EXERCISE INSTRUCTIONS> Transcribe the entries that follow, word for word.

(Saved data entries)
-------

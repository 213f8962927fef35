// ==========================================
// Procurement Engine - import layer
// ==========================================
// Responsibility: turn supplier catalog files into contract item inputs
// Supported: Excel, CSV
// ==========================================

pub mod catalog_importer;
pub mod error;
pub mod file_parser;

pub use catalog_importer::CatalogImporter;
pub use error::{ImportError, ImportResult};
pub use file_parser::{CsvParser, ExcelParser, FileParser, RawRecord, UniversalFileParser};
// ==========================================
// Procurement Engine - monthly_programming / consolidated_requirement
// ==========================================

use chrono::NaiveDate;
use rusqlite::types::Value;
use rusqlite::Row;

use crate::domain::programming::{ConsolidatedRequirement, MonthlyProgramming};
use crate::domain::types::RequirementState;
use crate::repository::error::RepositoryResult;
use crate::repository::mapping::{
    date_value, datetime_value, get_date, get_datetime, get_json, get_parsed, opt_int, Criteria,
    TableMapping,
};
use crate::repository::sql_repository::SqlRepository;

pub type MonthlyProgrammingRepository<'c> = SqlRepository<'c, MonthlyProgramming>;
pub type ConsolidatedRequirementRepository<'c> = SqlRepository<'c, ConsolidatedRequirement>;

impl TableMapping for MonthlyProgramming {
    const ENTITY: &'static str = "MonthlyProgramming";
    const TABLE: &'static str = "monthly_programming";
    const COLUMNS: &'static [&'static str] =
        &["user_id", "contract_item_id", "month", "daily_quantities"];

    fn id(&self) -> i64 {
        self.id
    }

    fn set_id(&mut self, id: i64) {
        self.id = id;
    }

    fn to_values(&self) -> RepositoryResult<Vec<Value>> {
        Ok(vec![
            opt_int(self.user_id),
            Value::Integer(self.contract_item_id),
            date_value(self.month),
            Value::Text(serde_json::to_string(&self.daily_quantities)?),
        ])
    }

    fn from_row(row: &Row<'_>) -> rusqlite::Result<Self> {
        Ok(MonthlyProgramming {
            id: row.get(0)?,
            user_id: row.get(1)?,
            contract_item_id: row.get(2)?,
            month: get_date(row, 3)?,
            daily_quantities: get_json(row, 4, "daily_quantities")?,
        })
    }
}

impl<'c> MonthlyProgrammingRepository<'c> {
    /// All rows for one (already normalized) month.
    pub fn find_by_month(&self, month: NaiveDate) -> RepositoryResult<Vec<MonthlyProgramming>> {
        self.find_by(&Criteria::new().eq("month", date_value(month)))
    }

    /// All rows for one contract item, across every month.
    pub fn find_by_item(&self, item_id: i64) -> RepositoryResult<Vec<MonthlyProgramming>> {
        self.find_by(&Criteria::new().eq("contract_item_id", item_id))
    }

    pub fn find_for_item_month(
        &self,
        item_id: i64,
        month: NaiveDate,
    ) -> RepositoryResult<Option<MonthlyProgramming>> {
        self.find_one_by(
            &Criteria::new()
                .eq("contract_item_id", item_id)
                .eq("month", date_value(month)),
        )
    }
}

impl TableMapping for ConsolidatedRequirement {
    const ENTITY: &'static str = "ConsolidatedRequirement";
    const TABLE: &'static str = "consolidated_requirement";
    const COLUMNS: &'static [&'static str] = &["qr_id", "requested_by", "generated_at", "state"];

    fn id(&self) -> i64 {
        self.id
    }

    fn set_id(&mut self, id: i64) {
        self.id = id;
    }

    fn to_values(&self) -> RepositoryResult<Vec<Value>> {
        Ok(vec![
            Value::Text(self.qr_id.clone()),
            opt_int(self.requested_by),
            datetime_value(self.generated_at),
            Value::Text(self.state.to_db_str().to_string()),
        ])
    }

    fn from_row(row: &Row<'_>) -> rusqlite::Result<Self> {
        Ok(ConsolidatedRequirement {
            id: row.get(0)?,
            qr_id: row.get(1)?,
            requested_by: row.get(2)?,
            generated_at: get_datetime(row, 3)?,
            state: get_parsed(row, 4, "state", RequirementState::from_str)?,
        })
    }
}

impl<'c> ConsolidatedRequirementRepository<'c> {
    pub fn find_by_qr_id(&self, qr_id: &str) -> RepositoryResult<Option<ConsolidatedRequirement>> {
        self.find_one_by(&Criteria::new().eq("qr_id", qr_id.to_string()))
    }
}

-------

OUTPUT OF THE EXERCISE>
repository 213f8962927fef35
// ==========================================
// Procurement Engine - import layer
// ==========================================
// Responsibility: turn supplier catalog files into contract item inputs
// Supported: Excel, CSV
// ==========================================

pub mod catalog_importer;
pub mod error;
pub mod file_parser;

pub use catalog_importer::CatalogImporter;
pub use error::{ImportError, ImportResult};
pub use file_parser::{CsvParser, ExcelParser, FileParser, RawRecord, UniversalFileParser};
// ==========================================
// Procurement Engine - monthly_programming / consolidated_requirement
// ==========================================

use chrono::NaiveDate;
use rusqlite::types::Value;
use rusqlite::Row;

use crate::domain::programming::{ConsolidatedRequirement, MonthlyProgramming};
use crate::domain::types::RequirementState;
use crate::repository::error::RepositoryResult;
use crate::repository::mapping::{
    date_value, datetime_value, get_date, get_datetime, get_json, get_parsed, opt_int, Criteria,
    TableMapping,
};
use crate::repository::sql_repository::SqlRepository;

pub type MonthlyProgrammingRepository<'c> = SqlRepository<'c, MonthlyProgramming>;
pub type ConsolidatedRequirementRepository<'c> = SqlRepository<'c, ConsolidatedRequirement>;

impl TableMapping for MonthlyProgramming {
    const ENTITY: &'static str = "MonthlyProgramming";
    const TABLE: &'static str = "monthly_programming";
    const COLUMNS: &'static [&'static str] =
        &["user_id", "contract_item_id", "month", "daily_quantities"];

    fn id(&self) -> i64 {
        self.id
    }

    fn set_id(&mut self, id: i64) {
        self.id = id;
    }

    fn to_values(&self) -> RepositoryResult<Vec<Value>> {
        Ok(vec![
            opt_int(self.user_id),
            Value::Integer(self.contract_item_id),
            date_value(self.month),
            Value::Text(serde_json::to_string(&self.daily_quantities)?),
        ])
    }

    fn from_row(row: &Row<'_>) -> rusqlite::Result<Self> {
        Ok(MonthlyProgramming {
            id: row.get(0)?,
            user_id: row.get(1)?,
            contract_item_id: row.get(2)?,
            month: get_date(row, 3)?,
            daily_quantities: get_json(row, 4, "daily_quantities")?,
        })
    }
}

impl<'c> MonthlyProgrammingRepository<'c> {
    /// All rows for one (already normalized) month.
    pub fn find_by_month(&self, month: NaiveDate) -> RepositoryResult<Vec<MonthlyProgramming>> {
        self.find_by(&Criteria::new().eq("month", date_value(month)))
    }

    /// All rows for one contract item, across every month.
    pub fn find_by_item(&self, item_id: i64) -> RepositoryResult<Vec<MonthlyProgramming>> {
        self.find_by(&Criteria::new().eq("contract_item_id", item_id))
    }

    pub fn find_for_item_month(
        &self,
        item_id: i64,
        month: NaiveDate,
    ) -> RepositoryResult<Option<MonthlyProgramming>> {
        self.find_one_by(
            &Criteria::new()
                .eq("contract_item_id", item_id)
                .eq("month", date_value(month)),
        )
    }
}

impl TableMapping for ConsolidatedRequirement {
    const ENTITY: &'static str = "ConsolidatedRequirement";
    const TABLE: &'static str = "consolidated_requirement";
    const COLUMNS: &'static [&'static str] = &["qr_id", "requested_by", "generated_at", "state"];

    fn id(&self) -> i64 {
        self.id
    }

    fn set_id(&mut self, id: i64) {
        self.id = id;
    }

    fn to_values(&self) -> RepositoryResult<Vec<Value>> {
        Ok(vec![
            Value::Text(self.qr_id.clone()),
            opt_int(self.requested_by),
            datetime_value(self.generated_at),
            Value::Text(self.state.to_db_str().to_string()),
        ])
    }

    fn from_row(row: &Row<'_>) -> rusqlite::Result<Self> {
        Ok(ConsolidatedRequirement {
            id: row.get(0)?,
            qr_id: row.get(1)?,
            requested_by: row.get(2)?,
            generated_at: get_datetime(row, 3)?,
            state: get_parsed(row, 4, "state", RequirementState::from_str)?,
        })
    }
}

impl<'c> ConsolidatedRequirementRepository<'c> {
    pub fn find_by_qr_id(&self, qr_id: &str) -> RepositoryResult<Option<ConsolidatedRequirement>> {
        self.find_one_by(&Criteria::new().eq("qr_id", qr_id.to_string()))
    }
}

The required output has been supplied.